Fetal hemoglobin doesn’t sickle, so this fixes sickle cell. But like… why? Why not just change the letter that’s causing all the problems in the first place?
It’s because they’re using old school Cas9. And old school Cas9 editing is primarily used to break things by chopping them in half and relying on sloppy cellular repair processes like non-homologous end joining to stitch the DNA back together in a half-assed way that breaks whatever protein is being produced.
And that’s exactly what Casgevy does; it uses Cas9 to induce a double stranded break in BCL11A, a zinc finger transcription factor that normally makes the cells produce adult hemoglobin instead of the fetal version. Once BCL11A is broken, the cells start producing fetal hemoglobin again.
But again...
Why?
Prime editors are very good at targeting the base pair swap needed to fix sickle cell. They’ve been around for SIX YEARS. They havery extremely low rates of off-target editing. Their editing efficiency is on-par with that of old-school Cas9. And they have lower rates of insertion and deletion errors near the edit site. So why don’t we just FIX the broken base pair instead of this goofy work-around?

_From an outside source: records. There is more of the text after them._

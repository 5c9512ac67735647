use axum::{
    extract::{Multipart, State},
    Json,
};
use serde::{Deserialize, Serialize};
use tracing::info;
use uuid::Uuid;

use crate::errors::AppError;
use crate::state::AppState;

/// Prefix for every uploaded template background.
pub const UPLOAD_PREFIX: &str = "backgrounds";
/// Upper bound for a single upload body.
pub const MAX_UPLOAD_BYTES: usize = 10 * 1024 * 1024;

#[derive(Debug, Serialize, Deserialize)]
pub struct UploadResponse {
    pub url: String,
}

/// POST /api/upload
///
/// Accepts a multipart body with a `file` part, stores it under a fresh
/// `backgrounds/<uuid>.<ext>` key and returns its public URL.
pub async fn handle_upload(
    State(state): State<AppState>,
    mut multipart: Multipart,
) -> Result<Json<UploadResponse>, AppError> {
    while let Some(field) = multipart
        .next_field()
        .await
        .map_err(|e| AppError::Validation(format!("Invalid multipart body: {e}")))?
    {
        if field.name() != Some("file") {
            continue;
        }

        let key = object_key(field.file_name());
        let content_type = field
            .content_type()
            .unwrap_or("application/octet-stream")
            .to_string();
        let data = field
            .bytes()
            .await
            .map_err(|e| AppError::Validation(format!("Failed to read upload: {e}")))?;

        if data.is_empty() {
            return Err(AppError::Validation("Uploaded file is empty".to_string()));
        }

        state.assets.put(&key, data, &content_type).await?;
        let url = state.assets.public_url(&key);
        info!("Stored upload as {key}");

        return Ok(Json(UploadResponse { url }));
    }

    Err(AppError::Validation(
        "Multipart field 'file' is required".to_string(),
    ))
}

/// Builds a collision-free object key, keeping the original extension when it is sane.
pub fn object_key(file_name: Option<&str>) -> String {
    let ext = file_name
        .and_then(|name| name.rsplit_once('.'))
        .map(|(_, ext)| ext)
        .filter(|ext| {
            !ext.is_empty() && ext.len() <= 8 && ext.chars().all(|c| c.is_ascii_alphanumeric())
        })
        .map(|ext| ext.to_ascii_lowercase())
        .unwrap_or_else(|| "bin".to_string());

    format!("{UPLOAD_PREFIX}/{}.{ext}", Uuid::new_v4())
}
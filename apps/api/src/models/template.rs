use chrono::{DateTime, Utc};
use serde::{Deserialize, Serialize};
use serde_json::Value;
use sqlx::FromRow;
use uuid::Uuid;

#[derive(Debug, Clone, Serialize, Deserialize, FromRow)]
pub struct TemplateRow {
    pub id: Uuid,
    pub name: String,
    pub base_width: i32,
    pub base_height: i32,
    pub background_url: Option<String>,
    pub is_active: bool,
    pub created_at: DateTime<Utc>,
    pub updated_at: Option<DateTime<Utc>>,
}

#[derive(Debug, Clone, Serialize, Deserialize, FromRow)]
pub struct TemplateSlotRow {
    pub id: Uuid,
    pub template_id: Uuid,
    /// `system_label`, `user_input` or `auto_data`.
    pub slot_type: String,
    pub label_text: Option<String>,
    /// Field kind key for `user_input` slots (`win`, `digit_3`, ...).
    pub data_key: Option<String>,
    pub pos_x: f64,
    pub pos_y: f64,
    pub width: f64,
    pub height: f64,
    pub style_config: Value,
    pub z_index: i32,
    pub created_at: DateTime<Utc>,
}

/// A template with its slots embedded, as served to the editor and the ticket renderer.
#[derive(Debug, Clone, Serialize)]
pub struct TemplateWithSlots {
    #[serde(flatten)]
    pub template: TemplateRow,
    pub template_slots: Vec<TemplateSlotRow>,
}
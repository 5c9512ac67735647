// Lottery number generation.
// win_pool owns all randomness; generator maps template slots onto it.

pub mod generator;
pub mod handlers;
pub mod win_pool;
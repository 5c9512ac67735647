pub mod health;

use axum::{
    extract::DefaultBodyLimit,
    http::{header, HeaderValue, Method},
    routing::{get, post, put},
    Router,
};
use tower_http::cors::{AllowOrigin, CorsLayer};
use tracing::warn;

use crate::configs::handlers as configs;
use crate::generation::handlers as generation;
use crate::lotteries::handlers as lotteries;
use crate::state::AppState;
use crate::templates::handlers as templates;
use crate::uploads::handlers::{self as uploads, MAX_UPLOAD_BYTES};
use crate::users::handlers as users;

pub fn build_router(state: AppState) -> Router {
    Router::new()
        .route("/", get(health::root_handler))
        .route("/health", get(health::health_handler))
        // Generation
        .route("/api/generate", post(generation::handle_generate))
        // Templates
        .route(
            "/api/templates",
            get(templates::handle_list_templates).post(templates::handle_create_template),
        )
        .route(
            "/api/templates/:id",
            get(templates::handle_get_template)
                .put(templates::handle_update_template)
                .delete(templates::handle_delete_template),
        )
        .route(
            "/api/upload",
            post(uploads::handle_upload).layer(DefaultBodyLimit::max(MAX_UPLOAD_BYTES)),
        )
        // Lotteries
        .route("/api/lotteries", get(lotteries::handle_list_lotteries))
        .route("/api/lotteries/:id", get(lotteries::handle_get_lottery))
        // Users
        .route("/api/login", post(users::handle_login))
        .route(
            "/api/users",
            get(users::handle_list_users).post(users::handle_create_user),
        )
        .route(
            "/api/users/:id",
            put(users::handle_update_user).delete(users::handle_delete_user),
        )
        // Global configuration
        .route("/api/configs", get(configs::handle_list_configs))
        .route(
            "/api/configs/:key",
            get(configs::handle_get_config).put(configs::handle_put_config),
        )
        .with_state(state)
}

/// CORS restricted to the configured frontend origins, with credentials.
pub fn cors_layer(origins: &[String]) -> CorsLayer {
    let origins: Vec<HeaderValue> = origins
        .iter()
        .filter_map(|origin| match HeaderValue::from_str(origin) {
            Ok(value) => Some(value),
            Err(_) => {
                warn!("Ignoring invalid CORS origin '{origin}'");
                None
            }
        })
        .collect();

    CorsLayer::new()
        .allow_origin(AllowOrigin::list(origins))
        .allow_credentials(true)
        .allow_methods([Method::GET, Method::POST, Method::PUT, Method::DELETE])
        .allow_headers([header::CONTENT_TYPE, header::AUTHORIZATION])
}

Yet the only thing I can find online about using them for sickle cell is a single line announcement from Beam Therapeutics that vaguely referecing a partnership with prime medicine that MIGHT use them for sickle cell.
This isn’t an isolated incident either. You go to conferences on gene editing and literally 80% of academic research is still using sloppy double strand breaking Cas9 to do editing. It’s like if all the electric car manufacturers decided to use lead acid batteries instead of lithium ion.
It’s just too slow. Everything is too fucking slow. It takes almost a decade to get something from proof of concept to commercial product.
This, more than anything, is why I hope special economic zones like Prospera win. You can take a therapy from animal demonstration to commercial product in less than a year for $500k-$1 mil. If we had something like that in the US there would be literally 10-100x more therapeutics available.
I mean… I think adult gene therapy is great! It can cure diseases and provide treatments that are otherwise impossible. So I think it’s more impactful than heated seats.
It never really got any traction. And I think you’re right about the similarity to eugenics somewhat defeating the purpose.
I think terms like “reproductive freedom” or “reproductive choice” actually get the idea across better anyways since you don’t have to stop and explain the meaning of the word.